Finding the Sum of a series $\frac{1}{1!} + \frac{1+2}{2!} +\frac{1+2+3}{3!}+...$

Question

I need to find the sum of this series $$\dfrac{1}{1!} + \dfrac{1+2}{2!} + \dfrac{1+2+3}{3!}+\ldots$$ But somehow I am not even convinced this converges. I tried writing it as $\sum \dfrac{n(n+1)}{2(n!)}$. I also tried to rewrite it as a telescoping series. But I seem to be stuck. Some hints on where I am going wrong would help. I am supposed to get the answer as $\dfrac{3e}{2}$.

Answer 1

You may write

$$ \begin{align} \sum_1^{\infty} \frac{n(n+1)}{2(n!)}&=\sum_1^{\infty} \frac{n(n-1)+2n}{2(n!)}\\\\ &=\sum_2^{\infty} \frac{n(n-1)}{2(n!)}+\sum_1^{\infty} \frac{2n}{2(n!)}\\\\ &=\frac12\sum_2^{\infty} \frac{1}{(n-2)!}+\sum_1^{\infty} \frac{1}{(n-1)!}\\\\ &=\frac12\sum_0^{\infty} \frac{1}{n!}+\sum_0^{\infty} \frac{1}{n!}\\\\ &=\frac32e \end{align} $$

since $$ \sum_0^{\infty} \frac{x^n}{n!}=e^x, \quad x \in \mathbb{C}. $$

Answer 2

What I said

$$\sum \frac{n^2+n}{2 n!}=\frac{1}{2}\left(\sum \frac{n\color{red}{+1-1}}{(n-1)!} +\sum \frac{1}{(n-1)!}\right)=\frac{1}{2}\left(\sum\frac{1}{(n-1)!}+ \sum \frac{1}{(n-2)!} +\sum \frac{1}{(n-1)!}\right)$$

And if you know that $\sum \frac{1}{n!}=e$ then...

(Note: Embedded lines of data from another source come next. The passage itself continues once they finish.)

/*!
 * Ignore-rule evaluation against scan-relative paths
 *
 * Rules follow the common glob convention: `*` matches within a path
 * segment, `**` across segments, a trailing `/` restricts the rule to
 * directories, a leading `!` negates, `#` starts a comment. Rules are
 * evaluated in declaration order and the last matching rule wins; the
 * implicit result is Include.
 */

use std::fs::File;
use std::io::{BufRead, BufReader};
use std::path::Path;

use glob::{MatchOptions, Pattern};
use thiserror::Error;
use tracing::warn;

/// Errors raised while compiling a single ignore rule
#[derive(Error, Debug)]
pub enum RuleError {
    #[error("invalid ignore pattern '{pattern}' at line {line}: {source}")]
    InvalidGlob {
        pattern: String,
        line: usize,
        source: glob::PatternError,
    },

    #[error("empty ignore pattern at line {line}")]
    Empty { line: usize },
}

/// Outcome of matching a path against the rule set
#[derive(Debug, Clone, Copy, PartialEq, Eq)]
pub enum MatchDecision {
    Include,
    Exclude,
}

/// One parsed ignore rule
#[derive(Debug, Clone)]
pub struct IgnoreRule {
    /// Pattern text after stripping `!` and the trailing `/`
    pattern: String,
    /// Rule applies to directories only
    directory_only: bool,
    /// Rule re-includes instead of excluding
    negation: bool,
    /// Compiled full-path pattern (`**/`-prefixed when unanchored)
    full: Pattern,
    /// Compiled basename pattern for unanchored rules
    basename: Option<Pattern>,
}

impl IgnoreRule {
    /// Parse one non-comment rule line
    pub fn parse(line: &str, line_no: usize) -> Result<Self, RuleError> {
        let mut text = line.trim();

        let negation = text.starts_with('!');
        if negation {
            text = text[1..].trim_start();
        }

        let directory_only = text.ends_with('/');
        if directory_only {
            text = text[..text.len() - 1].trim_end();
        }

        let text = text.strip_prefix('/').unwrap_or(text);
        if text.is_empty() {
            return Err(RuleError::Empty { line: line_no });
        }

        let anchored = text.contains('/');
        let full_source = if anchored {
            text.to_string()
        } else {
            format!("**/{}", text)
        };

        let full = Pattern::new(&full_source).map_err(|e| RuleError::InvalidGlob {
            pattern: text.to_string(),
            line: line_no,
            source: e,
        })?;

        let basename = if anchored {
            None
        } else {
            Some(Pattern::new(text).map_err(|e| RuleError::InvalidGlob {
                pattern: text.to_string(),
                line: line_no,
                source: e,
            })?)
        };

        Ok(Self {
            pattern: text.to_string(),
            directory_only,
            negation,
            full,
            basename,
        })
    }

    /// Whether this rule matches the given normalized relative path
    fn matches(&self, path: &str, is_directory: bool, options: MatchOptions) -> bool {
        if self.directory_only && !is_directory {
            return false;
        }

        if let Some(ref basename) = self.basename {
            let name = path.rsplit('/').next().unwrap_or(path);
            if basename.matches_with(name, options) {
                return true;
            }
        }

        self.full.matches_with(path, options)
    }

    pub fn pattern(&self) -> &str {
        &self.pattern
    }

    pub fn is_negation(&self) -> bool {
        self.negation
    }

    pub fn is_directory_only(&self) -> bool {
        self.directory_only
    }
}

/// Built-in default rules: VCS directories, package and build artifact
/// directories, IDE scratch files, OS cruft, log and temp extensions.
pub const DEFAULT_RULES: &[&str] = &[
    ".syncignore",
    ".git/",
    ".svn/",
    ".hg/",
    "node_modules/",
    "target/",
    "build/",
    "dist/",
    "__pycache__/",
    ".venv/",
    ".idea/",
    ".vscode/",
    ".DS_Store",
    "Thumbs.db",
    "desktop.ini",
    "*.log",
    "*.tmp",
    "*.swp",
    "*.bak",
    "~$*",
];

/// Name of the per-root ignore file
pub const IGNORE_FILE_NAME: &str = ".syncignore";

/// Evaluates ignore rules with last-match-wins semantics
#[derive(Debug, Clone, Default)]
pub struct IgnoreMatcher {
    rules: Vec<IgnoreRule>,
}

impl IgnoreMatcher {
    /// Empty matcher; everything is included
    pub fn new() -> Self {
        Self { rules: Vec::new() }
    }

    /// Matcher pre-seeded with the built-in default rules
    pub fn with_defaults() -> Self {
        let mut matcher = Self::new();
        matcher.add_rules(DEFAULT_RULES.iter().copied());
        matcher
    }

    /// Append one rule line; comments and blank lines are skipped.
    /// A malformed rule is reported with its line number and skipped.
    pub fn add_rule_line(&mut self, line: &str, line_no: usize) {
        let trimmed = line.trim();
        if trimmed.is_empty() || trimmed.starts_with('#') {
            return;
        }
        match IgnoreRule::parse(trimmed, line_no) {
            Ok(rule) => self.rules.push(rule),
            Err(e) => warn!("skipping ignore rule: {}", e),
        }
    }

    /// Append rules from an iterator of lines
    pub fn add_rules<'a, I>(&mut self, lines: I)
    where
        I: IntoIterator<Item = &'a str>,
    {
        for (idx, line) in lines.into_iter().enumerate() {
            self.add_rule_line(line, idx + 1);
        }
    }

    /// Append rules from an ignore file. Loading continues past malformed
    /// lines; an unreadable file is an error for the caller to report.
    pub fn load_file(&mut self, path: &Path) -> std::io::Result<()> {
        let reader = BufReader::new(File::open(path)?);
        for (idx, line) in reader.lines().enumerate() {
            self.add_rule_line(&line?, idx + 1);
        }
        Ok(())
    }

    /// Append rules from `<root>/.syncignore` when present
    pub fn load_root_file(&mut self, root: &Path) -> std::io::Result<()> {
        let path = root.join(IGNORE_FILE_NAME);
        if path.exists() {
            self.load_file(&path)?;
        }
        Ok(())
    }

    pub fn len(&self) -> usize {
        self.rules.len()
    }

    pub fn is_empty(&self) -> bool {
        self.rules.is_empty()
    }

    /// Evaluate a normalized relative path. A path beneath an excluded
    /// directory is excluded regardless of later file-level rules.
    pub fn matches(&self, relative_path: &str, is_directory: bool) -> MatchDecision {
        let path = normalize(relative_path);
        if path.is_empty() {
            return MatchDecision::Include;
        }
        let options = host_match_options();

        // Ancestor directories first: exclusion of a parent prunes the subtree
        let mut end = 0;
        while let Some(sep) = path[end..].find('/') {
            let ancestor = &path[..end + sep];
            if self.decide(ancestor, true, options) == MatchDecision::Exclude {
                return MatchDecision::Exclude;
            }
            end += sep + 1;
        }

        self.decide(&path, is_directory, options)
    }

    /// Last matching rule wins; implicit Include
    fn decide(&self, path: &str, is_directory: bool, options: MatchOptions) -> MatchDecision {
        let mut decision = MatchDecision::Include;
        for rule in &self.rules {
            if rule.matches(path, is_directory, options) {
                decision = if rule.negation {
                    MatchDecision::Include
                } else {
                    MatchDecision::Exclude
                };
            }
        }
        decision
    }
}

/// Forward slashes, no leading slash
fn normalize(path: &str) -> String {
    let normalized = path.replace('\\', "/");
    normalized.trim_start_matches('/').to_string()
}

/// Case-insensitive matching on case-insensitive hosts
fn host_match_options() -> MatchOptions {
    MatchOptions {
        case_sensitive: cfg!(not(any(windows, target_os = "macos"))),
        require_literal_separator: true,
        require_literal_leading_dot: false,
    }
}

/// Default `.syncignore` contents seeded for new roots
pub fn default_ignore_file_contents() -> String {
    let mut out = String::from("# Default bisync ignore rules\n");
    for rule in DEFAULT_RULES {
        out.push_str(rule);
        out.push('\n');
    }
    out
}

And you know too algebra of limits, i.e., you know that if $\lim_{x\to a} f(x)=L$ and $\lim_{x\to a} g(x)=R$ and $L,R \in \mathbb R$ then $\lim_{x\to a}(f(x)+g(x))=\lim_{x\to a} f(x) + \lim_{x\to a} g(x)$

I will add some more: you can rearrange terms because all these series have absolute convergence, if they converges, because they are only of positive terms: Cauchy criteria for absolute convergence says that $\sum |a_n| \to L, L\in\mathbb R$ then if the series $\sum a_n$ converges, then it converges absolutely and you can rearrange terms and they converges to the same value.